HOUSE WINNER, DEMOCRAT

The House is an even worse launchpad for president than the Senate. Over the last 50 years, Mo Udall, Dick Gephardt, Dennis Kucinich, Eric Swalwell, John Delaney, Tim Ryan, John Anderson, Phil Crane, Jack Kemp, Bob Dornan, John Kasich, Ron Paul, Michele Bachmann, Duncan Hunter and Tom Tancredo all failed to become the first sitting House member since James Garfield to win a major party nomination for the presidency, let alone the presidency itself.

But New York’s Alexandria Ocasio-Cortez is not your average backbencher. She has a much larger national profile than most senators and governors, with nearly 13 million followers on X and eight million on Instagram. According to data compiled by OpenSecrets, Ocasio-Cortez was the fourth biggest fundraiser among Democratic House candidates in the 2023-2024 cycle, eclipsed only by Hakeem Jeffries (House Minority Leader), Eugene Vindman (Trump administration whistleblower) and Adam Frisch (Coloradan who nearly knocked off far-right Rep. Lauren Boebert in 2022). Many presidential wannabes wish they had already built that much political infrastructure.
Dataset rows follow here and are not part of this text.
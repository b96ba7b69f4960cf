//! Fixed-topology Flux txt2img workflow with an adapter stack.
//!
//! ```text
//! UNETLoader 37 + DualCLIPLoader 39 -> adapter stack 40
//! stack.clip  -> CLIPTextEncode 6 (positive) -> FluxGuidance 38
//! stack.clip  -> CLIPTextEncode 33 (negative)
//! stack.model, 38, 33, EmptySD3LatentImage 27 -> KSampler 31
//! KSampler 31 + VAELoader 41 -> VAEDecode 8 -> SaveImage 9
//! ```

use crate::adapters::NONE_ADAPTER;
use crate::config::DEFAULT_SLOT_COUNT;
use crate::graph::{Node, RequestGraph};
use crate::request::GenerationRequest;

/// Node ids the remote worker's workflow was authored with.
pub mod nodes {
    use crate::graph::NodeId;

    pub const POSITIVE_PROMPT: NodeId = NodeId("6");
    pub const DECODE: NodeId = NodeId("8");
    pub const SAVE: NodeId = NodeId("9");
    pub const LATENT: NodeId = NodeId("27");
    pub const SAMPLER: NodeId = NodeId("31");
    pub const NEGATIVE_PROMPT: NodeId = NodeId("33");
    pub const DIFFUSION_MODEL: NodeId = NodeId("37");
    pub const GUIDANCE: NodeId = NodeId("38");
    pub const TEXT_ENCODERS: NodeId = NodeId("39");
    pub const ADAPTER_STACK: NodeId = NodeId("40");
    pub const VAE: NodeId = NodeId("41");
}

/// Model files and fixed sampler settings wired into the workflow.
#[derive(Debug, Clone, PartialEq)]
pub struct PipelineModels {
    pub diffusion_model: String,
    pub weight_dtype: String,
    pub text_encoder_1: String,
    pub text_encoder_2: String,
    pub encoder_type: String,
    pub vae: String,
    pub sampler: String,
    pub scheduler: String,
    pub cfg: u32,
    pub denoise: u32,
    pub filename_prefix: String,
    /// Pairs the remote stack node declares. Requests with fewer slots are
    /// padded with disabled pairs up to this width.
    pub stack_width: usize,
}

impl Default for PipelineModels {
    /// Flux dev fp8, as installed on the reference worker.
    fn default() -> Self {
        Self {
            diffusion_model: "flux1-dev-fp8.safetensors".to_string(),
            weight_dtype: "default".to_string(),
            text_encoder_1: "clip_l.safetensors".to_string(),
            text_encoder_2: "t5xxl_fp8_e4m3fn.safetensors".to_string(),
            encoder_type: "flux".to_string(),
            vae: "ae.safetensors".to_string(),
            sampler: "euler".to_string(),
            scheduler: "simple".to_string(),
            cfg: 1,
            denoise: 1,
            filename_prefix: "ComfyUI".to_string(),
            stack_width: DEFAULT_SLOT_COUNT,
        }
    }
}

/// Input names of adapter slot `n` (1-based) on the stack node.
pub fn slot_input_names(n: usize) -> (String, String) {
    (format!("lora_{:02}", n), format!("strength_{:02}", n))
}

/// Build the request graph for `request`. Only literal leaves vary between calls.
pub fn build_workflow(request: &GenerationRequest, models: &PipelineModels) -> RequestGraph {
    use nodes::*;

    let mut stack = Node::new("Lora Loader Stack (rgthree)")
        .title("Lora Loader Stack (rgthree)")
        .link("model", DIFFUSION_MODEL, 0)
        .link("clip", TEXT_ENCODERS, 0);
    let slots = request.adapters();
    for (i, slot) in slots.iter().enumerate() {
        let (name_key, strength_key) = slot_input_names(i + 1);
        stack = stack
            .literal(name_key, slot.adapter.as_str())
            .literal(strength_key, slot.strength);
    }
    for n in slots.len() + 1..=models.stack_width {
        let (name_key, strength_key) = slot_input_names(n);
        stack = stack
            .literal(name_key, NONE_ADAPTER)
            .literal(strength_key, 0.0);
    }

    RequestGraph::from_nodes([
        (
            POSITIVE_PROMPT,
            Node::new("CLIPTextEncode")
                .title("CLIP Text Encode (Positive Prompt)")
                .literal("text", request.prompt.as_str())
                .link("clip", ADAPTER_STACK, 1),
        ),
        (
            DECODE,
            Node::new("VAEDecode")
                .title("VAE Decode")
                .link("samples", SAMPLER, 0)
                .link("vae", VAE, 0),
        ),
        (
            SAVE,
            Node::new("SaveImage")
                .title("Save Image")
                .literal("filename_prefix", models.filename_prefix.as_str())
                .link("images", DECODE, 0),
        ),
        (
            LATENT,
            Node::new("EmptySD3LatentImage")
                .title("EmptySD3LatentImage")
                .literal("width", request.width)
                .literal("height", request.height)
                .literal("batch_size", 1),
        ),
        (
            SAMPLER,
            Node::new("KSampler")
                .title("KSampler")
                .literal("seed", request.seed)
                .literal("steps", request.steps)
                .literal("cfg", models.cfg)
                .literal("sampler_name", models.sampler.as_str())
                .literal("scheduler", models.scheduler.as_str())
                .literal("denoise", models.denoise)
                .link("model", ADAPTER_STACK, 0)
                .link("positive", GUIDANCE, 0)
                .link("negative", NEGATIVE_PROMPT, 0)
                .link("latent_image", LATENT, 0),
        ),
        (
            NEGATIVE_PROMPT,
            Node::new("CLIPTextEncode")
                .title("CLIP Text Encode (Negative Prompt)")
                .literal("text", request.negative_prompt.as_str())
                .link("clip", ADAPTER_STACK, 1),
        ),
        (
            DIFFUSION_MODEL,
            Node::new("UNETLoader")
                .title("Load Diffusion Model")
                .literal("unet_name", models.diffusion_model.as_str())
                .literal("weight_dtype", models.weight_dtype.as_str()),
        ),
        (
            GUIDANCE,
            Node::new("FluxGuidance")
                .title("FluxGuidance")
                .literal("guidance", request.guidance)
                .link("conditioning", POSITIVE_PROMPT, 0),
        ),
        (
            TEXT_ENCODERS,
            Node::new("DualCLIPLoader")
                .title("DualCLIPLoader")
                .literal("clip_name1", models.text_encoder_1.as_str())
                .literal("clip_name2", models.text_encoder_2.as_str())
                .literal("type", models.encoder_type.as_str())
                .literal("device", "default"),
        ),
        (ADAPTER_STACK, stack),
        (
            VAE,
            Node::new("VAELoader")
                .title("Load VAE")
                .literal("vae_name", models.vae.as_str()),
        ),
    ])
}

/// Convenience for callers that only need the stack node's ordered pairs back.
pub fn adapter_pairs(graph: &RequestGraph) -> Vec<(String, f64)> {
    let Some(stack) = graph.node(nodes::ADAPTER_STACK) else {
        return Vec::new();
    };
    (1..)
        .map(slot_input_names)
        .map_while(|(name_key, strength_key)| {
            let name = stack.get(&name_key)?.as_literal()?.as_str()?.to_string();
            let strength = stack.get(&strength_key)?.as_literal()?.as_f64()?;
            Some((name, strength))
        })
        .collect()
}
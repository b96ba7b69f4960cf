use std::time::Duration;

use thiserror::Error;

/// Errors returned when submitting (or cancelling) a job.
#[derive(Error, Debug)]
pub enum SubmissionError {
    /// No API key is configured. Checked before any network call.
    #[error("No API key configured \u{2014} set RUNPOD_API_KEY")]
    AuthMissing,

    /// Network-level request failure with context.
    #[error("{context}: {source}")]
    Transport {
        context: String,
        source: reqwest::Error,
    },

    /// The endpoint answered with a client or server error status.
    #[error("Endpoint rejected the request with HTTP {status}: {body}")]
    RemoteRejected { status: u16, body: String },

    /// The endpoint answered successfully but broke the response contract.
    #[error("Malformed response from endpoint: {0}")]
    MalformedResponse(String),
}

/// A failed status query. Always treated as transient by the poller.
#[derive(Error, Debug)]
pub enum PollError {
    #[error("Status query failed: {0}")]
    Transport(#[from] reqwest::Error),

    #[error("Status query returned HTTP {status}")]
    Http { status: u16 },

    #[error("Status response was not understood: {0}")]
    Malformed(String),
}

/// Errors extracting an image from a completed job's output.
#[derive(Error, Debug)]
pub enum DecodeError {
    /// The output envelope is not an object carrying a string `message`.
    #[error("Unexpected output format: {0}")]
    MissingField(String),

    /// The payload is not valid base64 or not a readable image.
    #[error("Error decoding image: {0}")]
    BadEncoding(String),
}

/// A generation request that falls outside the configured limits.
#[derive(Error, Debug, Clone, PartialEq)]
pub enum ValidationError {
    #[error("Prompt must not be empty")]
    EmptyPrompt,

    #[error("Unsupported resolution {width}x{height}")]
    Resolution { width: u32, height: u32 },

    #[error("Steps must be between {min} and {max}, got {got}")]
    Steps { min: u32, max: u32, got: u32 },

    #[error("Guidance scale must be a finite number")]
    Guidance,

    #[error("Adapter slot {slot} strength {got} is outside {min}..={max}")]
    Strength {
        slot: usize,
        got: f64,
        min: f64,
        max: f64,
    },

    #[error("Unknown style adapter '{0}'")]
    UnknownAdapter(String),

    #[error("Adapter slot {slot} is disabled but has strength {got}")]
    DisabledSlotStrength { slot: usize, got: f64 },

    #[error("Request has {got} adapter slots, deployment expects {expected}")]
    SlotCount { expected: usize, got: usize },
}

/// A request graph that violates its structural invariants.
#[derive(Error, Debug, Clone, PartialEq, Eq)]
pub enum GraphError {
    #[error("Node {node} input '{input}' references missing node {target}")]
    DanglingLink {
        node: String,
        input: String,
        target: String,
    },

    #[error("Cycle detected through node {0}")]
    Cycle(String),
}

/// Configuration could not be assembled from the environment.
#[derive(Error, Debug)]
pub enum ConfigError {
    #[error("Neither RUNPOD_API_BASE nor RUNPOD_ENDPOINT_ID is set")]
    MissingEndpoint,

    #[error("Invalid value for {var}: {reason}")]
    Invalid { var: String, reason: String },
}

/// Terminal failure of the whole generate flow, suitable for showing to a user.
#[derive(Error, Debug)]
pub enum GenerateError {
    #[error(transparent)]
    Submission(#[from] SubmissionError),

    #[error("Job failed: {0}")]
    Failed(String),

    #[error("Job cancelled: {0}")]
    Cancelled(String),

    #[error("Job timed out after {} seconds", .after.as_secs())]
    TimedOut { after: Duration },

    #[error(transparent)]
    Decode(#[from] DecodeError),
}

/// Convenience alias.
pub type Result<T, E = GenerateError> = std::result::Result<T, E>;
Granted, 2024 was not the best year for “the Squad.” The small, pugnacious band of young-ish, socialistic lawmakers lost two members in Democratic primaries: Jamaal Bowman and Cori Bush. After Trump’s attacks on “woke” politics throughout the presidential campaign, some centrist Democrats have argued that their party needs to shed some ideological baggage. Ocasio-Cortez has pushed back on her BlueSky feed: “A lot of folks w/ poor campaign fundamentals are now blaming ‘wokism’ but haven’t held a town hall or knocked a door all cycle.”

While Ocasio-Cortez continues to fight such intraparty battles, in 2024 she took bold steps to bridge those divides. For the first time she gave money from her campaign account to the Democratic Congressional Campaign Committee, the official campaign of the House Democrats. Four years ago, her only remarks at the Democratic National Convention were to nominate the runner-up, independent Sen. Bernie Sanders. This year, she kicked off the party’s national convention with an effusive endorsement of the Harris-Walz ticket, in a subtle effort to help quell discontent on the left.

She clearly has some work to do in winning over the party; House Democrats chose the more senior Rep. Gerry Connolly over Ocasio-Cortez to be the top Dem on the Oversight Committee. Yet the 35-year-old social media star competed for the post in a polite, old-school manner, without leaving any Democratic blood on the floor or earning new enemies. “She’s a wonderful talent and the caucus really likes her,” said 85-year-old Rep. Steny Hoyer. “Something will come along because she’s so dynamic and she’s such a great communicator.”

Another ambitious progressive House Democrat also sought to raise his profile after the election, California’s Ro Khanna. Unlike Ocasio-Cortez, however, Khanna has shown interest in trying to work with the incoming Trump administration in hopes of steering it in a more progressive direction. “I’m ready to work with @doge, @elonmusk + @VivekGRamaswamy to slash waste,” Khanna posted on Musk’s social media site X, referring to Trump’s new Department of Government Efficiency (which is actually an ad hoc commission, not a real governmental department).

Khanna wasn’t embracing the whole of the extreme budget-cutting goals for the commission as articulated by Musk and Ramaswamy; he highlighted a need to focus on Pentagon spending. But rank-and-file Democrats who want to see fervent opposition to Trump will likely recoil at seeing a Democrat treat DOGE as an opportunity for bipartisan compromise instead of a dangerous attempt to hollow out the federal government. Perhaps Khanna is cleverly carving a distinctive path for himself, but at first blush, that path looks politically rocky.